* [WORK TASK]:
Search term "BoardState": copy each line of the records that contains it.

* [WORKING DATA]:
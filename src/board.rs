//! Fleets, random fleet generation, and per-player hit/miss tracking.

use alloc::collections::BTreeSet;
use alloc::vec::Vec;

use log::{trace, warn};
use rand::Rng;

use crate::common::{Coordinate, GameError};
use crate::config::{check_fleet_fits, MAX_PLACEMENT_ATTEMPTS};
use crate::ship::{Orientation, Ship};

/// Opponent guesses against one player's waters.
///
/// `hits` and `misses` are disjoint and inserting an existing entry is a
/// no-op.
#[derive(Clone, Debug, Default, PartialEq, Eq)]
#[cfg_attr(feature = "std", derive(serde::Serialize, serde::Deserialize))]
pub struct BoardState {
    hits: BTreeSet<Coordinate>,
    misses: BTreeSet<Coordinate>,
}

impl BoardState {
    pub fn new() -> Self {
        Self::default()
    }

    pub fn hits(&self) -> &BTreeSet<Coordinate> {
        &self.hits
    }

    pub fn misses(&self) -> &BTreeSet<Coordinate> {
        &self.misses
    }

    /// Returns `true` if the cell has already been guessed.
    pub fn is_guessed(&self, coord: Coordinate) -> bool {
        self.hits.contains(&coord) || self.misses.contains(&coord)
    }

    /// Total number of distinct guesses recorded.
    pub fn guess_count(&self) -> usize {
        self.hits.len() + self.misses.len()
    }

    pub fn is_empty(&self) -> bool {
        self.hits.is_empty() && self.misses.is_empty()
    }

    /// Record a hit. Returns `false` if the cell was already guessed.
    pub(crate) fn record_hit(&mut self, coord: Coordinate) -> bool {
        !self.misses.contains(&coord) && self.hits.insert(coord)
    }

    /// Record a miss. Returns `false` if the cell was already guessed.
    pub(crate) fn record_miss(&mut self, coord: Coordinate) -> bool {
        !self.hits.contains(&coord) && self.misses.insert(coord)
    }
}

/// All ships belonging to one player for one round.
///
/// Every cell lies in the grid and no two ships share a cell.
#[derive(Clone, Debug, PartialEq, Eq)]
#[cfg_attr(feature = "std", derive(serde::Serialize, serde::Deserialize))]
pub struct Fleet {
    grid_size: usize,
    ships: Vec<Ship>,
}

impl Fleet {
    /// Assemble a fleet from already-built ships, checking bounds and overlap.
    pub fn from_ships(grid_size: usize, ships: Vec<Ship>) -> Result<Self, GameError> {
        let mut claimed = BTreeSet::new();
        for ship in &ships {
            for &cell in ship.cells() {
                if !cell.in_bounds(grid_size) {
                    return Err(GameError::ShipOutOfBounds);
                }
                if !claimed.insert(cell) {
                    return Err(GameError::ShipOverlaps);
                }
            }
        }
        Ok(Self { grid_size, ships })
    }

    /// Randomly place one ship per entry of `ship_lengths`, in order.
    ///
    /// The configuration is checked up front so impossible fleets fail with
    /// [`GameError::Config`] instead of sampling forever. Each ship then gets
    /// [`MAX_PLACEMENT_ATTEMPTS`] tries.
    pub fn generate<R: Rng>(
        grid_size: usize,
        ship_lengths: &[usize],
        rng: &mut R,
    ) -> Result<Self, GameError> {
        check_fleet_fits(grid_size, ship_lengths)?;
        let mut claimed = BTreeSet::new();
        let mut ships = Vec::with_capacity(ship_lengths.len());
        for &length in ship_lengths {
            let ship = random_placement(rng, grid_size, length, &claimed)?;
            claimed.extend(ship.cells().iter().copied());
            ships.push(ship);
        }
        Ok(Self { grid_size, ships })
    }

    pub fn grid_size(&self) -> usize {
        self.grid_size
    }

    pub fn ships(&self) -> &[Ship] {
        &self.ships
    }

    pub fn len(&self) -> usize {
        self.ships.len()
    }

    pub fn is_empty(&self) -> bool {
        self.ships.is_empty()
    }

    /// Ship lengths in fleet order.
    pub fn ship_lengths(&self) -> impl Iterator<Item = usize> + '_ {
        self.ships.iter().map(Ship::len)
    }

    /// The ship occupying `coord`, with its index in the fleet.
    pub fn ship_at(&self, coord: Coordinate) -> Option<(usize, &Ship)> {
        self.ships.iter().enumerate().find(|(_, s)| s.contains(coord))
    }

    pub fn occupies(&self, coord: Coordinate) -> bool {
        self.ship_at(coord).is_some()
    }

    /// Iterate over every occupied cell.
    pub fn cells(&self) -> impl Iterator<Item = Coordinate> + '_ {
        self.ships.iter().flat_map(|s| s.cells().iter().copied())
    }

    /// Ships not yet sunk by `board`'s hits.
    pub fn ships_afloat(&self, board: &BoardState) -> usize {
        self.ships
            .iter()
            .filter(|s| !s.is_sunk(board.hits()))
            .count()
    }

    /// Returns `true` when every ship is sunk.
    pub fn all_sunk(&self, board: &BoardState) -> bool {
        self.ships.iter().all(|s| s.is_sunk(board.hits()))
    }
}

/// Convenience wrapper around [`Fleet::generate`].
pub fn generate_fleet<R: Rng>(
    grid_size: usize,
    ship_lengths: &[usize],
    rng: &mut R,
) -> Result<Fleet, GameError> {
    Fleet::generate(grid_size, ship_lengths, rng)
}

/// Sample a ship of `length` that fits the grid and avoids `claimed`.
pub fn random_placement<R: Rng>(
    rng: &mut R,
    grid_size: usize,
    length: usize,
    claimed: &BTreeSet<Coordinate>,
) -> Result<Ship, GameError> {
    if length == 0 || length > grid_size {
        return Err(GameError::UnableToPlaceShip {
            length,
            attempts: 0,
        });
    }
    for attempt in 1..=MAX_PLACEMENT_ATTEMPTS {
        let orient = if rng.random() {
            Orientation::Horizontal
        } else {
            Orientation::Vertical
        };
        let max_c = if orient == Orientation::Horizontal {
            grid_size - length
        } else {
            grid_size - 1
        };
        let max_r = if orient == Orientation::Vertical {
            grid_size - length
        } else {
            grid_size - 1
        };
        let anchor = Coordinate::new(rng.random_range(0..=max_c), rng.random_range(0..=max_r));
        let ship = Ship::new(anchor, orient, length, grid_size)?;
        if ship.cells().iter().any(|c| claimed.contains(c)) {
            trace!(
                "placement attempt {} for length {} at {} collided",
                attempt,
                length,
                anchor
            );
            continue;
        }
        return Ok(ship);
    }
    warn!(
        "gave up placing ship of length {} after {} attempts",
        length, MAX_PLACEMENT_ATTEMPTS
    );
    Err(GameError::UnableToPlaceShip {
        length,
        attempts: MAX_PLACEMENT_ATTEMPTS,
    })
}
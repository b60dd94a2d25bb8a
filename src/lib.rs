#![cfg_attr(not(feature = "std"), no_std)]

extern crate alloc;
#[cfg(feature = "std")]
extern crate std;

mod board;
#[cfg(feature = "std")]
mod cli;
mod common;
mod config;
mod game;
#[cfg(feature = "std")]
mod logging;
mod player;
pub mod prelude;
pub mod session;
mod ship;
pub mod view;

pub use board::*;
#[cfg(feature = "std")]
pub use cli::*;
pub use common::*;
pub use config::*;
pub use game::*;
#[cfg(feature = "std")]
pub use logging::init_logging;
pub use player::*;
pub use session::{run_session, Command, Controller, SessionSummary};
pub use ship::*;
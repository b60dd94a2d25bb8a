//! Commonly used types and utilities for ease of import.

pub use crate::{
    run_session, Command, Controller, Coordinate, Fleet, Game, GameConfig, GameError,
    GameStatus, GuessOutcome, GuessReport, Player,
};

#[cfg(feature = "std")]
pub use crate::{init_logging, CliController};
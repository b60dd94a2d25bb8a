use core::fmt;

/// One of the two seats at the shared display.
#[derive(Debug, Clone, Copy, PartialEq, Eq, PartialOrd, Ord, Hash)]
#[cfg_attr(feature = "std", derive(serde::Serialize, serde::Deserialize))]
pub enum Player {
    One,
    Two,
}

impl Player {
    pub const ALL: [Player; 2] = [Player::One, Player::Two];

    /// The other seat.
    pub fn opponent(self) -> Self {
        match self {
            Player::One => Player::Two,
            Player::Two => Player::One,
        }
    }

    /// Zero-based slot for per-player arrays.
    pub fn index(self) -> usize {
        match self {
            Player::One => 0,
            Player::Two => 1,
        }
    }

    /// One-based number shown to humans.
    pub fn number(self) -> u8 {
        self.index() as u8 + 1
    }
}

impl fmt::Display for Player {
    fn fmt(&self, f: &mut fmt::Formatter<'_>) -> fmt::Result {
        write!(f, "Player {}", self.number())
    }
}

* [RESPONSE TO THE TASK]:
pub struct BoardState {
impl BoardState {
    pub fn ships_afloat(&self, board: &BoardState) -> usize {
    pub fn all_sunk(&self, board: &BoardState) -> bool {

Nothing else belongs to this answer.